"""

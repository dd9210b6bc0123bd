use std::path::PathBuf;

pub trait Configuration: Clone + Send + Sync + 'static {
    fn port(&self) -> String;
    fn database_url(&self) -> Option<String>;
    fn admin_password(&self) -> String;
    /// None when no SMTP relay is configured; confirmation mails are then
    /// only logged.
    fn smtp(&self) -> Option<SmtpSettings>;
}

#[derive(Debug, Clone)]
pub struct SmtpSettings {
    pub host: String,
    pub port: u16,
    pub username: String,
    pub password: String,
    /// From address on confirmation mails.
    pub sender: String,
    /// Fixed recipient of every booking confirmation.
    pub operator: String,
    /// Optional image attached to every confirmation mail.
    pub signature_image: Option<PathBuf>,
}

"""

Copy out each line of the material that holds the word "String".

    fn port(&self) -> String;
    fn database_url(&self) -> Option<String>;
    fn admin_password(&self) -> String;
    pub host: String,
    pub username: String,
    pub password: String,
    pub sender: String,
    pub operator: String,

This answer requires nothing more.